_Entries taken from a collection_
────────
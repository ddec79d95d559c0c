use tokio::sync::RwLock;

use crate::{
    config::GatewayConfig,
    history::ConversationHistory,
    upstream::{UpstreamClient, UpstreamError},
};

/// Shared state handed to every request handler.
///
/// The conversation history is the only mutable piece; it lives behind its
/// own lock so concurrent turns serialize at the sink, not in the filter.
pub struct AppContext {
    pub config: GatewayConfig,
    pub upstream: UpstreamClient,
    pub history: RwLock<ConversationHistory>,
}

impl AppContext {
    pub fn new(config: GatewayConfig) -> Result<Self, UpstreamError> {
        let upstream = UpstreamClient::new(&config)?;
        let history = RwLock::new(ConversationHistory::new(config.history_max_turns));
        Ok(Self {
            config,
            upstream,
            history,
        })
    }
}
────────
_TRY IT_
For each line in the records that contains the word "ConversationHistory", make a copy.

_OUTPUT FOR THIS TASK_
    history::ConversationHistory,
    pub history: RwLock<ConversationHistory>,
        let history = RwLock::new(ConversationHistory::new(config.history_max_turns));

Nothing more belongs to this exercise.